Interventions and Monitoring: Serial VPA serum concentrations to be assessed every two to
four hours until a steady significant declined level is noted, while neurological status
assessment of patients will be performed according to the GCS three times daily.
Sample Size & Power: Based on VPA toxicity levels, mean VPA serum level of 378.3 mg/mL ±
310.2 mg/mL were reported(7), following meropenem administration, the mean drop in serum VPA
level was 80%(18,23). Owing to this data, we estimated that a minimum of 48 patients will be
needed to confirm this effect (α= 5% and power of 90 %).
Study duration: Reviewing annual reports of PCCs in Egypt, a single PCC received 44 cases of
VPA toxicity throughout the year 2011(30). Hence, an estimated one-year duration will be
sufficient to conduct our study over three PCCs in Egypt.
Proposed statistical analysis: Data will be presented as mean ± standard deviation or median
with interquartile range. Differences between the two groups will be tested using independent
sample t-test or Mann-Whitney U-test. Univariate analysis for comparing different demographic
data between meropenem group and placebo group using Chi square test and t-test as
applicable, Linear regression will be used to adjust for confounders. The analysis will be
carried out according to the intention to treat principle.
Differences will only be considered significant at P <0.05 and statistical analysis will be
performed using the Stata statistical software, version 16.0.
Study Limitations: 1) VPA overdoses may occur among patients with history of epilepsy.
Meropenem is a drug that possess seizure potential, but mainly seizures were reported in
patients with history of epilepsy and patients with declined renal function. Meanwhile,
overall seizure rate being 0.7% among immunocompetent patients (24). Meropenem dosage
reduction is recommended in patients with advanced age and/or patients with renal impairment.
Compliance to the recommended dosage regimens in addition to bedside digital
electroencephalogram (EEG) tracings will be urged in epileptic patients.

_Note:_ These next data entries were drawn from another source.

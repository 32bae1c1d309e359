use axum::{
    http::StatusCode,
    response::{IntoResponse, Response},
    Json,
};
use serde_json::json;
use thiserror::Error;

use crate::editor::EditorError;
use crate::export::ExportError;

/// Message shown to the user for any failed export.
pub const EXPORT_FAILED_MESSAGE: &str = "Failed to export resume. Please try again.";

/// Application-level error type.
/// Implements `IntoResponse` so Axum handlers can return `Result<T, AppError>`.
#[derive(Debug, Error)]
pub enum AppError {
    #[error("Not found: {0}")]
    NotFound(String),

    #[error("Validation error: {0}")]
    Validation(String),

    #[error("Conflict: {0}")]
    Conflict(String),

    #[error("Export error: {0}")]
    Export(#[from] ExportError),

    #[error("Internal server error: {0}")]
    Internal(#[from] anyhow::Error),
}

impl From<EditorError> for AppError {
    fn from(err: EditorError) -> Self {
        match err {
            EditorError::BlockNotFound(_) => AppError::NotFound(err.to_string()),
            EditorError::InvalidBlock(_)
            | EditorError::InvalidDivider(_)
            | EditorError::InvalidBackground(_) => AppError::Validation(err.to_string()),
            EditorError::NotDragging(_) | EditorError::BlockEditing(_) => {
                AppError::Conflict(err.to_string())
            }
        }
    }
}

impl IntoResponse for AppError {
    fn into_response(self) -> Response {
        let (status, code, message) = match &self {
            AppError::NotFound(msg) => (StatusCode::NOT_FOUND, "NOT_FOUND", msg.clone()),
            AppError::Validation(msg) => (StatusCode::BAD_REQUEST, "VALIDATION_ERROR", msg.clone()),
            AppError::Conflict(msg) => (StatusCode::CONFLICT, "CONFLICT", msg.clone()),
            AppError::Export(e) => {
                tracing::error!("Export failed: {e}");
                (
                    StatusCode::INTERNAL_SERVER_ERROR,
                    "EXPORT_FAILED",
                    EXPORT_FAILED_MESSAGE.to_string(),
                )
            }
            AppError::Internal(e) => {
                tracing::error!("Internal error: {e:?}");
                (
                    StatusCode::INTERNAL_SERVER_ERROR,
                    "INTERNAL_ERROR",
                    "An internal server error occurred".to_string(),
                )
            }
        };

        let body = Json(json!({
            "error": {
                "code": code,
                "message": message
            }
        }));

        (status, body).into_response()
    }
}
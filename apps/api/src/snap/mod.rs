// Alignment/Snap-Guide Engine
// Implements: grid and alignment snapping, guide detection, drag overlay, drag state.
// Everything here is synchronous and allocation-light; it runs on every drag-move.

pub mod engine;
pub mod gesture;
pub mod overlay;

pub use engine::{SnapConfig, SnapEngine};
pub use gesture::DragGesture;
pub use overlay::Overlay;
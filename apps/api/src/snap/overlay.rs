//! Drag overlay: the grid and alignment guides shown while a block is dragged.
//!
//! The overlay is owned by one editor. Guides are replaced wholesale on every
//! drag-move, never appended, so a long drag cannot accumulate stale guides.

use serde::Serialize;

use crate::snap::engine::{AlignmentGuide, GuideOrientation};

const GRID_STROKE: &str = "#f0f0f0";
const GRID_STROKE_WIDTH: f64 = 1.0;
const GRID_OPACITY: f64 = 0.5;
const GUIDE_STROKE: &str = "#ff4444";
const GUIDE_STROKE_WIDTH: f64 = 2.0;
const GUIDE_OPACITY: f64 = 0.8;

#[derive(Debug, Clone, Copy, PartialEq, Serialize)]
pub struct GridOverlay {
    pub size: f64,
    pub width: f64,
    pub height: f64,
}

/// One line the rendering surface should draw: `points` is `[x1, y1, x2, y2]`.
#[derive(Debug, Clone, PartialEq, Serialize)]
pub struct LineRequest {
    pub points: [f64; 4],
    pub stroke: &'static str,
    pub stroke_width: f64,
    pub opacity: f64,
}

#[derive(Debug, Clone, Default, PartialEq)]
pub struct Overlay {
    grid: Option<GridOverlay>,
    guides: Vec<AlignmentGuide>,
}

impl Overlay {
    pub fn show_grid(&mut self, size: f64, width: f64, height: f64) {
        self.grid = Some(GridOverlay {
            size,
            width,
            height,
        });
    }

    pub fn replace_guides(&mut self, guides: Vec<AlignmentGuide>) {
        self.guides = guides;
    }

    /// Drops the grid and every guide.
    pub fn clear(&mut self) {
        self.grid = None;
        self.guides.clear();
    }

    pub fn is_empty(&self) -> bool {
        self.grid.is_none() && self.guides.is_empty()
    }

    pub fn grid(&self) -> Option<&GridOverlay> {
        self.grid.as_ref()
    }

    pub fn guides(&self) -> &[AlignmentGuide] {
        &self.guides
    }

    /// Draw requests for the current overlay: grid lines first, guides on top.
    /// Guides span the whole canvas of `width` × `height`.
    pub fn render_requests(&self, width: f64, height: f64) -> Vec<LineRequest> {
        if self.is_empty() {
            return Vec::new();
        }
        let mut requests = Vec::new();

        if let Some(grid) = &self.grid {
            let mut x = 0.0;
            while x <= grid.width {
                requests.push(grid_line([x, 0.0, x, grid.height]));
                x += grid.size;
            }
            let mut y = 0.0;
            while y <= grid.height {
                requests.push(grid_line([0.0, y, grid.width, y]));
                y += grid.size;
            }
        }

        for guide in &self.guides {
            let points = match guide.orientation {
                GuideOrientation::Vertical => [guide.coordinate, 0.0, guide.coordinate, height],
                GuideOrientation::Horizontal => [0.0, guide.coordinate, width, guide.coordinate],
            };
            requests.push(LineRequest {
                points,
                stroke: GUIDE_STROKE,
                stroke_width: GUIDE_STROKE_WIDTH,
                opacity: GUIDE_OPACITY,
            });
        }

        requests
    }
}

fn grid_line(points: [f64; 4]) -> LineRequest {
    LineRequest {
        points,
        stroke: GRID_STROKE,
        stroke_width: GRID_STROKE_WIDTH,
        opacity: GRID_OPACITY,
    }
}
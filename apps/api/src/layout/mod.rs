// Text layout
// Implements: glyph-width tables for the base fonts, greedy word wrap, vertical flow.
// Everything here is pure and synchronous; callers decide where it runs.

pub mod flow;
pub mod font_metrics;
pub mod wrap;
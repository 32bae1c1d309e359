//! Static font-metric tables for the faces the canvas and the exporter measure with.
//!
//! Character widths are in em units (relative to font size), taken from the base-14
//! AFM files divided by 1000. Arial is metric-compatible with Helvetica, so the canvas
//! default face shares the Helvetica tables. This is an intentional approximation: no
//! kerning and no ligatures, which is exactly what the exporter's base-14 fonts do too.
//!
//! All tables cover ASCII 0x20..=0x7E (95 printable characters).
//! Index = (char as usize) - 32.

use std::ops::Range;

use serde::{Deserialize, Serialize};

use crate::layout::wrap::wrap_ranges;
use crate::models::block::FontStyle;

// ────────────────────────────────────────────────────────────────────────────
// Face enum
// ────────────────────────────────────────────────────────────────────────────

/// The metric faces known to the engine.
#[derive(Debug, Clone, Copy, PartialEq, Eq, Hash, Serialize, Deserialize)]
pub enum FontFace {
    /// Helvetica / Arial regular: canvas default and export body face.
    Helvetica,
    /// Helvetica / Arial bold: export heading face.
    HelveticaBold,
    /// Courier: any monospace family on the canvas.
    Courier,
}

impl FontFace {
    /// Resolves a free-form canvas font family plus style to a metric face.
    ///
    /// Monospace families map to Courier; everything else falls back to the
    /// Helvetica tables.
    pub fn resolve(family: &str, style: FontStyle) -> Self {
        let family = family.to_ascii_lowercase();
        if family.contains("courier") || family.contains("mono") {
            return FontFace::Courier;
        }
        match style {
            FontStyle::Bold => FontFace::HelveticaBold,
            FontStyle::Normal => FontFace::Helvetica,
        }
    }
}

// ────────────────────────────────────────────────────────────────────────────
// Font metric table
// ────────────────────────────────────────────────────────────────────────────

/// Static character-width table for a font face.
///
/// All widths are in em units at 1em.
/// `widths[i]` = width of ASCII character `(i + 32)`, covering 0x20 (space) through 0x7E (~).
///
/// Width array slot layout:
/// ```text
/// [0]=sp  [1]=!   [2]="   [3]=#   [4]=$   [5]=%   [6]=&   [7]='
/// [8]=(   [9]=)   [10]=*  [11]=+  [12]=,  [13]=-  [14]=.  [15]=/
/// [16..25]=0-9
/// [26]=:  [27]=;  [28]=<  [29]==  [30]=>  [31]=?  [32]=@
/// [33..58]=A-Z
/// [59]=[  [60]=\  [61]=]  [62]=^  [63]=_  [64]=`
/// [65..90]=a-z
/// [91]={  [92]=|  [93]=}  [94]=~
/// ```
pub struct FontMetricTable {
    widths: [f32; 95],
    /// Fallback width for non-ASCII characters (codepoints > 0x7E).
    pub average_char_width: f32,
    pub space_width: f32,
}

impl FontMetricTable {
    /// Measures the rendered width of a string in em units.
    ///
    /// Non-ASCII characters fall back to `average_char_width`.
    pub fn measure_str(&self, s: &str) -> f64 {
        s.chars()
            .map(|c| {
                let code = c as usize;
                if (32..=126).contains(&code) {
                    self.widths[code - 32] as f64
                } else if c.is_whitespace() {
                    self.space_width as f64
                } else {
                    self.average_char_width as f64
                }
            })
            .sum()
    }

    /// Width of `s` at `font_size`, in the same unit as `font_size`.
    pub fn measure_at(&self, s: &str, font_size: f64) -> f64 {
        self.measure_str(s) * font_size
    }

    /// Greedy word wrap of a single line at `max_width` (same unit as `font_size`).
    ///
    /// Returns byte ranges into `line`; see [`wrap_ranges`].
    pub fn wrap(&self, line: &str, font_size: f64, max_width: f64) -> Vec<Range<usize>> {
        wrap_ranges(line, max_width, |s| self.measure_at(s, font_size))
    }

    /// Number of physical lines `text` occupies when every explicit line is wrapped
    /// at `max_width`. Empty explicit lines still occupy one line each, and an empty
    /// text counts as one line.
    pub fn wrapped_line_count(&self, text: &str, font_size: f64, max_width: f64) -> usize {
        text.split('\n')
            .map(|line| self.wrap(line, font_size, max_width).len().max(1))
            .sum()
    }
}

// ────────────────────────────────────────────────────────────────────────────
// Static width tables  (95 ASCII printable characters each)
// ────────────────────────────────────────────────────────────────────────────

/// Helvetica (and Arial) regular.
static HELVETICA_TABLE: FontMetricTable = FontMetricTable {
    #[rustfmt::skip]
    widths: [
        // sp     !      "      #      $      %      &      '      (      )      *      +      ,      -      .      /
        0.278, 0.278, 0.355, 0.556, 0.556, 0.889, 0.667, 0.191, 0.333, 0.333, 0.389, 0.584, 0.278, 0.333, 0.278, 0.278,
        // 0      1      2      3      4      5      6      7      8      9
        0.556, 0.556, 0.556, 0.556, 0.556, 0.556, 0.556, 0.556, 0.556, 0.556,
        // :      ;      <      =      >      ?      @
        0.278, 0.278, 0.584, 0.584, 0.584, 0.556, 1.015,
        // A      B      C      D      E      F      G      H      I      J      K      L      M
        0.667, 0.667, 0.722, 0.722, 0.667, 0.611, 0.778, 0.722, 0.278, 0.500, 0.667, 0.556, 0.833,
        // N      O      P      Q      R      S      T      U      V      W      X      Y      Z
        0.722, 0.778, 0.667, 0.778, 0.722, 0.667, 0.611, 0.722, 0.667, 0.944, 0.667, 0.667, 0.611,
        // [      \      ]      ^      _      `
        0.278, 0.278, 0.278, 0.469, 0.556, 0.333,
        // a      b      c      d      e      f      g      h      i      j      k      l      m
        0.556, 0.556, 0.500, 0.556, 0.556, 0.278, 0.556, 0.556, 0.222, 0.222, 0.500, 0.222, 0.833,
        // n      o      p      q      r      s      t      u      v      w      x      y      z
        0.556, 0.556, 0.556, 0.556, 0.333, 0.500, 0.278, 0.556, 0.500, 0.722, 0.500, 0.500, 0.500,
        // {      |      }      ~
        0.334, 0.260, 0.334, 0.584,
    ],
    average_char_width: 0.556,
    space_width: 0.278,
};

/// Helvetica (and Arial) bold.
static HELVETICA_BOLD_TABLE: FontMetricTable = FontMetricTable {
    #[rustfmt::skip]
    widths: [
        // sp     !      "      #      $      %      &      '      (      )      *      +      ,      -      .      /
        0.278, 0.333, 0.474, 0.556, 0.556, 0.889, 0.722, 0.238, 0.333, 0.333, 0.389, 0.584, 0.278, 0.333, 0.278, 0.278,
        // 0      1      2      3      4      5      6      7      8      9
        0.556, 0.556, 0.556, 0.556, 0.556, 0.556, 0.556, 0.556, 0.556, 0.556,
        // :      ;      <      =      >      ?      @
        0.333, 0.333, 0.584, 0.584, 0.584, 0.611, 0.975,
        // A      B      C      D      E      F      G      H      I      J      K      L      M
        0.722, 0.722, 0.722, 0.722, 0.667, 0.611, 0.778, 0.722, 0.278, 0.556, 0.722, 0.611, 0.833,
        // N      O      P      Q      R      S      T      U      V      W      X      Y      Z
        0.722, 0.778, 0.667, 0.778, 0.722, 0.667, 0.611, 0.722, 0.667, 0.944, 0.667, 0.667, 0.611,
        // [      \      ]      ^      _      `
        0.333, 0.278, 0.333, 0.584, 0.556, 0.333,
        // a      b      c      d      e      f      g      h      i      j      k      l      m
        0.556, 0.611, 0.556, 0.611, 0.556, 0.333, 0.611, 0.611, 0.278, 0.278, 0.556, 0.278, 0.889,
        // n      o      p      q      r      s      t      u      v      w      x      y      z
        0.611, 0.611, 0.611, 0.611, 0.389, 0.556, 0.333, 0.611, 0.556, 0.778, 0.556, 0.556, 0.500,
        // {      |      }      ~
        0.389, 0.280, 0.389, 0.584,
    ],
    average_char_width: 0.600,
    space_width: 0.278,
};

/// Courier: every glyph is 600 units wide.
static COURIER_TABLE: FontMetricTable = FontMetricTable {
    widths: [0.600; 95],
    average_char_width: 0.600,
    space_width: 0.600,
};

/// Returns the static metric table for a given face.
pub fn get_metrics(face: FontFace) -> &'static FontMetricTable {
    match face {
        FontFace::Helvetica => &HELVETICA_TABLE,
        FontFace::HelveticaBold => &HELVETICA_BOLD_TABLE,
        FontFace::Courier => &COURIER_TABLE,
    }
}

// ────────────────────────────────────────────────────────────────────────────
// Tests
// ────────────────────────────────────────────────────────────────────────────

2) The results of this study would only apply to patients with the study inclusion criteria,
further studies should be conducted to cover the excluded criteria population.
Anticipated results: Meropenem with standard care will exhibit effectiveness in VPA toxicity
treatment, by achieving lower mean serum concentrations of VPA and/or higher median GCS
denoting improved sensorium; when compared with standard care alone.